I asked whether the descendants of the Greek families ever came to visit: only a few come from Greece but don’t stay long and there is not much for them to do once they arrive. We were left to walk around and we could easily enter any of the older buildings, many dating as far back as the 7th century, now crumbling to dust as no one has the resources to restore them and revive their original charms. The ancient Greek town hall had probably been one of the most impressive edifices and still managed, in its ruinous state, to suggest some of its former glorious appearance.

Unfortunately for Başköy and the neighbouring towns the thousands of tourists that visit Cappadocia don’t make it this far south. Since they are located on the fringes of the region these villages only receive a handful of visitors. Life is predominantly rural and based on the land as every inch of the valley between the towering cliffs is cultivated.

The cliffs around the town looked like Swiss cheese, punctured by thousands of caves of all sizes, some of which had evidently been lived in for long periods of time, the size of small apartments with multiple rooms.

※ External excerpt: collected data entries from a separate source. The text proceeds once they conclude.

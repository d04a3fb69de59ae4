//! Registers pane rendering

use super::{clamp_scroll, pane_block};
use crate::interpreter::engine::RunState;
use crate::interpreter::errors::HistoryError;
use crate::snapshot::Snapshot;
use crate::ui::theme::DEFAULT_THEME;
use ratatui::{
    layout::Rect,
    style::{Color, Modifier, Style},
    text::{Line, Span},
    widgets::{Paragraph, Wrap},
    Frame,
};

fn field(label: &'static str, value: String, color: Color) -> Line<'static> {
    Line::from(vec![
        Span::styled(
            format!("{:<9}", label),
            Style::default().fg(DEFAULT_THEME.comment),
        ),
        Span::styled(value, Style::default().fg(color)),
    ])
}

/// Render the registers pane
pub fn render_registers_pane(
    frame: &mut Frame,
    area: Rect,
    snapshot: &Snapshot,
    fault: Option<&HistoryError>,
    is_focused: bool,
    scroll_offset: &mut usize,
) {
    let block = pane_block(" Registers ", is_focused);

    let state_color = match snapshot.state {
        RunState::Running => DEFAULT_THEME.success,
        RunState::WaitingForInput => DEFAULT_THEME.secondary,
        RunState::Halted => DEFAULT_THEME.comment,
    };

    let mut lines = vec![
        field("PC", snapshot.pc.to_string(), DEFAULT_THEME.number),
        field(
            "RB",
            snapshot.relative_base.to_string(),
            DEFAULT_THEME.number,
        ),
        Line::from(vec![
            Span::styled(format!("{:<9}", "State"), Style::default().fg(DEFAULT_THEME.comment)),
            Span::styled(
                snapshot.state.to_string(),
                Style::default().fg(state_color).add_modifier(Modifier::BOLD),
            ),
        ]),
        field("Cycle", snapshot.cycle.to_string(), DEFAULT_THEME.fg),
    ];

    match snapshot.instruction {
        Some(instruction) => {
            lines.push(field(
                "Last",
                format!("{} @{}", instruction, instruction.address),
                DEFAULT_THEME.mnemonic,
            ));
            lines.push(field(
                "",
                instruction.opcode.description().to_string(),
                DEFAULT_THEME.comment,
            ));
        }
        None => lines.push(field("Last", "-".to_string(), DEFAULT_THEME.comment)),
    }

    let pending = if snapshot.pending_input.is_empty() {
        "(empty)".to_string()
    } else {
        snapshot
            .pending_input
            .iter()
            .map(|v| v.to_string())
            .collect::<Vec<_>>()
            .join(", ")
    };
    lines.push(field("Input", pending, DEFAULT_THEME.number));
    lines.push(field(
        "Extended",
        format!("{} cell(s)", snapshot.memory.extended_len()),
        DEFAULT_THEME.extended,
    ));

    if let Some(fault) = fault {
        lines.push(Line::from(""));
        lines.push(Line::from(Span::styled(
            format!("Fault: {}", fault),
            Style::default()
                .fg(DEFAULT_THEME.error)
                .add_modifier(Modifier::BOLD),
        )));
    }

    let visible_height = area.height.saturating_sub(2).max(1) as usize;
    clamp_scroll(scroll_offset, lines.len(), visible_height);

    let paragraph = Paragraph::new(lines)
        .block(block)
        .wrap(Wrap { trim: false })
        .scroll((*scroll_offset as u16, 0));
    frame.render_widget(paragraph, area);
}
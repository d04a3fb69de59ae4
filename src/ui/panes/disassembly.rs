//! Disassembly pane rendering
//!
//! The listing is a linear sweep over the program image: each line decodes
//! the word at its address and skips past its parameters. Self-modifying
//! programs and data interleaved with code can make the sweep drift from the
//! real control flow, so the current instruction is located by address range
//! rather than by exact line start. When the program counter runs outside the
//! image, the instruction it points at is appended as an extra line.

use super::{clamp_scroll, pane_block};
use crate::interpreter::decoder::{disassemble, disassemble_range, Disassembly};
use crate::memory::Address;
use crate::snapshot::Snapshot;
use crate::ui::theme::DEFAULT_THEME;
use ratatui::{
    layout::Rect,
    style::{Modifier, Style},
    text::{Line, Span},
    widgets::Paragraph,
    Frame,
};

fn listing(snapshot: &Snapshot) -> Vec<Disassembly> {
    let end = snapshot.memory.dense().len() as Address;
    let mut lines = disassemble_range(&snapshot.memory, 0, end);
    if snapshot.pc >= end {
        lines.push(disassemble(&snapshot.memory, snapshot.pc));
    }
    lines
}

fn render_line(line: &Disassembly, is_current: bool) -> Line<'static> {
    let marker = if is_current { "▶ " } else { "  " };
    let (mnemonic, operands) = match line.text.split_once(' ') {
        Some((m, rest)) => (m.to_string(), format!(" {}", rest)),
        None => (line.text.clone(), String::new()),
    };

    let mnemonic_style = if mnemonic == "DATA" {
        Style::default().fg(DEFAULT_THEME.comment)
    } else {
        Style::default()
            .fg(DEFAULT_THEME.mnemonic)
            .add_modifier(Modifier::BOLD)
    };

    let mut spans = vec![
        Span::styled(marker, Style::default().fg(DEFAULT_THEME.success)),
        Span::styled(
            format!("{:>6}  ", line.address),
            Style::default().fg(DEFAULT_THEME.address),
        ),
        Span::styled(mnemonic, mnemonic_style),
        Span::styled(operands, Style::default().fg(DEFAULT_THEME.fg)),
    ];

    if is_current {
        for span in &mut spans {
            span.style = span.style.bg(DEFAULT_THEME.current_line_bg);
        }
    }
    Line::from(spans)
}

/// Render the disassembly pane
pub fn render_disassembly_pane(
    frame: &mut Frame,
    area: Rect,
    snapshot: &Snapshot,
    is_focused: bool,
    scroll_offset: &mut usize,
    target_line_row: &mut Option<usize>,
) {
    let block = pane_block(" Disassembly ", is_focused);
    let lines = listing(snapshot);
    let visible_height = area.height.saturating_sub(2).max(1) as usize;

    let current = lines
        .iter()
        .position(|l| l.address <= snapshot.pc && snapshot.pc < l.address + l.len as Address);

    // Keep the current instruction on a fixed row, centered initially
    let row = *target_line_row.get_or_insert(visible_height / 2);
    let row = row.min(visible_height.saturating_sub(1));
    *target_line_row = Some(row);
    if let Some(index) = current {
        *scroll_offset = index.saturating_sub(row);
    }
    clamp_scroll(scroll_offset, lines.len(), visible_height);

    let text: Vec<Line> = lines
        .iter()
        .enumerate()
        .skip(*scroll_offset)
        .take(visible_height)
        .map(|(i, line)| render_line(line, Some(i) == current))
        .collect();

    frame.render_widget(Paragraph::new(text).block(block), area);
}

We were told to walk back to Derbentbasi along the wadi, one of the deepest and most spectacular in the region. We were hit by a violent hail storm and our friends at the town hall arranged to pick us up in a car. The men were again all seated together, watching us intently, puzzled by our presence and our travelling plans, but evidently amused. And yet, it took only a handful of minutes and a few exchanged words and looks to make us feel welcome, as though we had been expected and nothing could be more normal than our presence. The stone-hard faces of these men, carved by the harsh living conditions of some of the poorest areas of rural Turkey, melted away in the care and kindness with which they welcomed us, poured tea and nodded approvingly at our patchy conversation.